══ Material to process ══

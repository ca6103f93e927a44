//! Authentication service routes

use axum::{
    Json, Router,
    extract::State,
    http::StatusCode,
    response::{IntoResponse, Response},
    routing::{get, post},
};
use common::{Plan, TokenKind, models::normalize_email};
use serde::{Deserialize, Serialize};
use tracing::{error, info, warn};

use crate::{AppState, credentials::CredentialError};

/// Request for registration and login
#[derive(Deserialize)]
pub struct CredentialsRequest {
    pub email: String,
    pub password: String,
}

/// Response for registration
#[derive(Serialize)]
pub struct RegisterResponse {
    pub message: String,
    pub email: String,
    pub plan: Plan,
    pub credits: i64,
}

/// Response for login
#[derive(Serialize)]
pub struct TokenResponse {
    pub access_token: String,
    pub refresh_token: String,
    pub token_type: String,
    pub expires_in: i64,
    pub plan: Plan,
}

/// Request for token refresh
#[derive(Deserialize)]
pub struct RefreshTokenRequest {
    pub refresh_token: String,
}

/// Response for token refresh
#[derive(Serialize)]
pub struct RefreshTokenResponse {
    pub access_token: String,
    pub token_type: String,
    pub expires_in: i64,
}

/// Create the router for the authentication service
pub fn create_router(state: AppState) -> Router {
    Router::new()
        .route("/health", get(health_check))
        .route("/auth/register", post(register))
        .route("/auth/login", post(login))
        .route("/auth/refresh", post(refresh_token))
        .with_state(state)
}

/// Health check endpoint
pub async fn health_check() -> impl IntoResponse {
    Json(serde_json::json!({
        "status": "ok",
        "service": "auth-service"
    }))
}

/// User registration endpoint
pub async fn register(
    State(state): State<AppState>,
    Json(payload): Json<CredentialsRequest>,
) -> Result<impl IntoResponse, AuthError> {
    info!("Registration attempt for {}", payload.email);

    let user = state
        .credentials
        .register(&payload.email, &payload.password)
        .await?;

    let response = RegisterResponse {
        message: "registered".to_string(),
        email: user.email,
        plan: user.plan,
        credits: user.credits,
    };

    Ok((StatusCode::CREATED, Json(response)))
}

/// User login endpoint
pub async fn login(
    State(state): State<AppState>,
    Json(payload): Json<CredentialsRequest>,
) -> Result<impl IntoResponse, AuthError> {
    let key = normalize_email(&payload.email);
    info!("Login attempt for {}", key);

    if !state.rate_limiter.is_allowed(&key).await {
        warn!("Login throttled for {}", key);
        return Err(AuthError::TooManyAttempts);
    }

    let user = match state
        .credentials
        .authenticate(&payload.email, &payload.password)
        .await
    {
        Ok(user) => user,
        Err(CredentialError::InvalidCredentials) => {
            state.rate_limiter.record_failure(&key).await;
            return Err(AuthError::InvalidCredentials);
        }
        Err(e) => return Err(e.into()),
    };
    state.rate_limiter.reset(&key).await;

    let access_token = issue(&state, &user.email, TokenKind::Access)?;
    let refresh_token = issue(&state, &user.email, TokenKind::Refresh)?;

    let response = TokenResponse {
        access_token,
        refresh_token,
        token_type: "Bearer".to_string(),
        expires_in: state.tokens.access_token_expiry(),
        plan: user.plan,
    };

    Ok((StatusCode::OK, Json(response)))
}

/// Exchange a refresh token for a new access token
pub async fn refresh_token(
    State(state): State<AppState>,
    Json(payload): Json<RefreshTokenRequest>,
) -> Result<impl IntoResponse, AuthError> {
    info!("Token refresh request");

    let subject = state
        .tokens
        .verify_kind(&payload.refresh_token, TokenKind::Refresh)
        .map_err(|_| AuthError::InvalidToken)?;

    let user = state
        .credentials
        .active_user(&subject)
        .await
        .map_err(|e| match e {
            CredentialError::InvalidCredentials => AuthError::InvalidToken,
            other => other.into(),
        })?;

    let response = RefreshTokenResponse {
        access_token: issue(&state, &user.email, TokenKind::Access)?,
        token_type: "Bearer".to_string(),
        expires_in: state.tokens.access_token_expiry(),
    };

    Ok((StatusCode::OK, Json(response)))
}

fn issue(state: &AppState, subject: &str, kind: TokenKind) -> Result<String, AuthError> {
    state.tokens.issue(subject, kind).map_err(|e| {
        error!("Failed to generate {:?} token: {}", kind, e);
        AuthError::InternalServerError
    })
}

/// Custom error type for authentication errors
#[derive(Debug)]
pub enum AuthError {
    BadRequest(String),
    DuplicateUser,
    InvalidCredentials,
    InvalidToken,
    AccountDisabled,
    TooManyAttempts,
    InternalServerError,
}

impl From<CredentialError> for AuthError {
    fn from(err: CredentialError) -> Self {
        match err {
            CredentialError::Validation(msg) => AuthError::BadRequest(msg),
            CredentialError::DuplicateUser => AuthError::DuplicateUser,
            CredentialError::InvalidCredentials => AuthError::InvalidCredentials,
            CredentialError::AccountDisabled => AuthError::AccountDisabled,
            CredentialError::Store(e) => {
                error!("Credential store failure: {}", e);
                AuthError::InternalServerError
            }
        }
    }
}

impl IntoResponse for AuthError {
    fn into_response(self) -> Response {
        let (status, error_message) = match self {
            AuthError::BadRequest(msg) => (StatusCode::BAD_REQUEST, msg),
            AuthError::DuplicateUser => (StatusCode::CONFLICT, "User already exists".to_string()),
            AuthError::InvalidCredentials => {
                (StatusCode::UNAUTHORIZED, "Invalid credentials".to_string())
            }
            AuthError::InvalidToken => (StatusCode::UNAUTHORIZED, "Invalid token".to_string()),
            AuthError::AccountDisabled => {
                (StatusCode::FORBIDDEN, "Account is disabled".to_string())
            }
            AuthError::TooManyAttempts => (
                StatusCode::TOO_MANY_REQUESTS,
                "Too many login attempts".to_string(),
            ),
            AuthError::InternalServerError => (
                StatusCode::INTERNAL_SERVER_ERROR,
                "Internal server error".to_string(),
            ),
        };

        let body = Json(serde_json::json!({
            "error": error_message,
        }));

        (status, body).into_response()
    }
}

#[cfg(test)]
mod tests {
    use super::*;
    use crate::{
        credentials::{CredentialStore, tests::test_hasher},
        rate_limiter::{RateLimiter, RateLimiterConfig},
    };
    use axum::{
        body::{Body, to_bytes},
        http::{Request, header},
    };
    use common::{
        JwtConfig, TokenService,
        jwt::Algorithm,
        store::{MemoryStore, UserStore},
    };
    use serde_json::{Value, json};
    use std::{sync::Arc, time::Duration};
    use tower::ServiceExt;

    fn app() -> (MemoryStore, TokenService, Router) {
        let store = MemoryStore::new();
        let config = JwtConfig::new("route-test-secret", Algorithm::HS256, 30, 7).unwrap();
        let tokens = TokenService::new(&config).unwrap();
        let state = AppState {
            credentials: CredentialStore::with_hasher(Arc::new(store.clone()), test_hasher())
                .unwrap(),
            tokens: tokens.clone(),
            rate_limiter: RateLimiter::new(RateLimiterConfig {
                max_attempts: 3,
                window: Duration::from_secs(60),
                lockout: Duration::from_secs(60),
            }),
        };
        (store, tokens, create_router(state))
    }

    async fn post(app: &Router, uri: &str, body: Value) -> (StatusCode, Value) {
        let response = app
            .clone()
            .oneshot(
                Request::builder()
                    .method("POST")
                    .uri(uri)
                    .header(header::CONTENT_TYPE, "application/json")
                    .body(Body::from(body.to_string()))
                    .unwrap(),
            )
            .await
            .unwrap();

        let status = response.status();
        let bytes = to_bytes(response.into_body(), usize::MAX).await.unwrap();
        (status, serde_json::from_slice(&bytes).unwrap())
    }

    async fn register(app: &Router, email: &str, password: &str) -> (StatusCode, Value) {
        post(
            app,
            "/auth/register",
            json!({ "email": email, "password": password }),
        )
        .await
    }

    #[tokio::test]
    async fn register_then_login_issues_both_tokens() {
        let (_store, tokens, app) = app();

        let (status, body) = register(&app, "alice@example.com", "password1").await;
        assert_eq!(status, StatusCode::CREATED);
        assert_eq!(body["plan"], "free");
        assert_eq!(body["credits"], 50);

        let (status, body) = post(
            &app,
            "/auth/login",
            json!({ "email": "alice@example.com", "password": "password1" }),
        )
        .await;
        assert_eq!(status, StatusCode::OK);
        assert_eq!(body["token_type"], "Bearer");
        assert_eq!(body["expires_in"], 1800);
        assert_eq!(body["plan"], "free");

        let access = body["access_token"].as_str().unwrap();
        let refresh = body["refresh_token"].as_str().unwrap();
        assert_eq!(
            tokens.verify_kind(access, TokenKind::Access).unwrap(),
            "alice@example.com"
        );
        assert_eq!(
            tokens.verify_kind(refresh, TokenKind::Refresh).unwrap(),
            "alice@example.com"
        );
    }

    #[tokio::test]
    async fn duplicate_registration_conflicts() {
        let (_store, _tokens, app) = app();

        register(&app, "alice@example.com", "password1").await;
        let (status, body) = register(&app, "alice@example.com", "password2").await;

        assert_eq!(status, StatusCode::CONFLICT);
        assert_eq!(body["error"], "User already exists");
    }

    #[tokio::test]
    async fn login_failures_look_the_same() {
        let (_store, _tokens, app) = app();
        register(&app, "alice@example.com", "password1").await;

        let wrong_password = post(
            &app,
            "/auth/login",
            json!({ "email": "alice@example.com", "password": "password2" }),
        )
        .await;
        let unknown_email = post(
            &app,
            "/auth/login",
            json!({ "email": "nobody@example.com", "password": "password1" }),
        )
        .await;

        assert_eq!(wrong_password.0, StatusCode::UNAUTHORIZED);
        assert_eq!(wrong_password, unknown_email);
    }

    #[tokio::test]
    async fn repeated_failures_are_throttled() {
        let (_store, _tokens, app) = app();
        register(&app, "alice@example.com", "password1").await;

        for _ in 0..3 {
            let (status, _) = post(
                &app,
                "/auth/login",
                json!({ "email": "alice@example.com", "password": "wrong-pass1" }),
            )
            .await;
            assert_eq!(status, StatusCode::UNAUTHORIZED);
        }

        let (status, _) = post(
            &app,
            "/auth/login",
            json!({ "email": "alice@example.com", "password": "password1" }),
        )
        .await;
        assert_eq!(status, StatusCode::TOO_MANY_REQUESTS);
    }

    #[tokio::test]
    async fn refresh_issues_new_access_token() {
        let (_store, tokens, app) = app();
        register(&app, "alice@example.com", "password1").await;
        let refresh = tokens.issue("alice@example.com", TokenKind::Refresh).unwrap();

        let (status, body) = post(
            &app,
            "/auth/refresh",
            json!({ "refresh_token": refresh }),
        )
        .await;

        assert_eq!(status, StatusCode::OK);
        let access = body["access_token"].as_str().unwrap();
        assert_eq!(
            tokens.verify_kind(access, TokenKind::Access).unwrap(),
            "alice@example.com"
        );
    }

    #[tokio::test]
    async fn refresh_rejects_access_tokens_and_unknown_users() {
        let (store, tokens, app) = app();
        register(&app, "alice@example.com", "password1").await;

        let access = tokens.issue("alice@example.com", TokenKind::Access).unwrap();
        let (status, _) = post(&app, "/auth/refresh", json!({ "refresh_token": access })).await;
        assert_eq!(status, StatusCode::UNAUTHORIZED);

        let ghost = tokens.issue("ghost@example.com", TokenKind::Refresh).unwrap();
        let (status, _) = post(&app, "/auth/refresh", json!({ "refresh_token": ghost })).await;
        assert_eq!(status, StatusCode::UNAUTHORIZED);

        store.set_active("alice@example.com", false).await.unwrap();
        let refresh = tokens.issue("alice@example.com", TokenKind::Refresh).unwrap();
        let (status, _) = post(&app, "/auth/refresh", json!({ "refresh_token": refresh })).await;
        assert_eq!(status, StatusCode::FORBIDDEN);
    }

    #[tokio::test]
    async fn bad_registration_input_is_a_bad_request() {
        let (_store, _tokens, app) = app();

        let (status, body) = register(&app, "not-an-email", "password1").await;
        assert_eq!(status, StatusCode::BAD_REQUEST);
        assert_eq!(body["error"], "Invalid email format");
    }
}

═══
══ Material to process ══

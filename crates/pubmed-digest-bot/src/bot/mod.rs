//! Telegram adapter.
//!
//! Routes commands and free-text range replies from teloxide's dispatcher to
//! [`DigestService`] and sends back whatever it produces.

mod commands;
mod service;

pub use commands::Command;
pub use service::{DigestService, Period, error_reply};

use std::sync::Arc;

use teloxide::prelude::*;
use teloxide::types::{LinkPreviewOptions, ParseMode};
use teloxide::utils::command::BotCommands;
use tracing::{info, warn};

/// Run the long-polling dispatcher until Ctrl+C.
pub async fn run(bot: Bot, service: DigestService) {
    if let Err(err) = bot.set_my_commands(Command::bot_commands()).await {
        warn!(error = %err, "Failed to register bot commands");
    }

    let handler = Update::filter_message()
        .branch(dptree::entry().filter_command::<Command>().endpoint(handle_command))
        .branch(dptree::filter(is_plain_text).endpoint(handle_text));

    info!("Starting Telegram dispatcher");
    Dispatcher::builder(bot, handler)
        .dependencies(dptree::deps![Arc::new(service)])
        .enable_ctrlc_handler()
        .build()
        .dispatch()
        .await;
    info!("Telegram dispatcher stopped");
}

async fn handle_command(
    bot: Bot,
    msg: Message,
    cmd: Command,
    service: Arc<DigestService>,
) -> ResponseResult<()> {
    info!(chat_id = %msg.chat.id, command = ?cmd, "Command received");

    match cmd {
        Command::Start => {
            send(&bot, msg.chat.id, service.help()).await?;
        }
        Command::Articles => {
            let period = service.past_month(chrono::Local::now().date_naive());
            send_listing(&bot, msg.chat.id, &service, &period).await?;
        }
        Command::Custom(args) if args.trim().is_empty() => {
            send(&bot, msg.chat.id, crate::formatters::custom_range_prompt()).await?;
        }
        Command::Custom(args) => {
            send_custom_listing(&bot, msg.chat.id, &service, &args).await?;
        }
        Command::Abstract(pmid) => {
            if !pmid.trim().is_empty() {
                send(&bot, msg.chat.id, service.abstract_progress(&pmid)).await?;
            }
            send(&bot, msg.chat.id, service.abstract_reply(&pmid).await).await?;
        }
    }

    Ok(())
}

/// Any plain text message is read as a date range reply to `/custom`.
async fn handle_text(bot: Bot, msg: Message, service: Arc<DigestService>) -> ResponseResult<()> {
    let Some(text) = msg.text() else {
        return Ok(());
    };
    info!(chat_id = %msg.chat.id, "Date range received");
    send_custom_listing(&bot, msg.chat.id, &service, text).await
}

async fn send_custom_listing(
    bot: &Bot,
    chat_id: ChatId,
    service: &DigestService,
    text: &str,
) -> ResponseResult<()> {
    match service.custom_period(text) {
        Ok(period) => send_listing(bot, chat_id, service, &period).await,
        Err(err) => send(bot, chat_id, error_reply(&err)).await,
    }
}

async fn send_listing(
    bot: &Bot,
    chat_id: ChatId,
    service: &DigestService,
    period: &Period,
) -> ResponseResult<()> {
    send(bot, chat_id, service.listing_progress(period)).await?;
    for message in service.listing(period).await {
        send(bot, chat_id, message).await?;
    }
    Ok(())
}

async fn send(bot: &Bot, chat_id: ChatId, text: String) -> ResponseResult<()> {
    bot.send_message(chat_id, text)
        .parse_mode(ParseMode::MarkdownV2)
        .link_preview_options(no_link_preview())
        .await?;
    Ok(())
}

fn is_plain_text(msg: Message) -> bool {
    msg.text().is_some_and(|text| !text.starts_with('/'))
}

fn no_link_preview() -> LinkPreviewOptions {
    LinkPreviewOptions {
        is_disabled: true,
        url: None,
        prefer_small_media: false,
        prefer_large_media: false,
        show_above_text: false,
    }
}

═══

**What is expected**:
Some lines above contain the word "JwtConfig". Copy each of them.

**Your response**:
        JwtConfig, TokenService,
        let config = JwtConfig::new("route-test-secret", Algorithm::HS256, 30, 7).unwrap();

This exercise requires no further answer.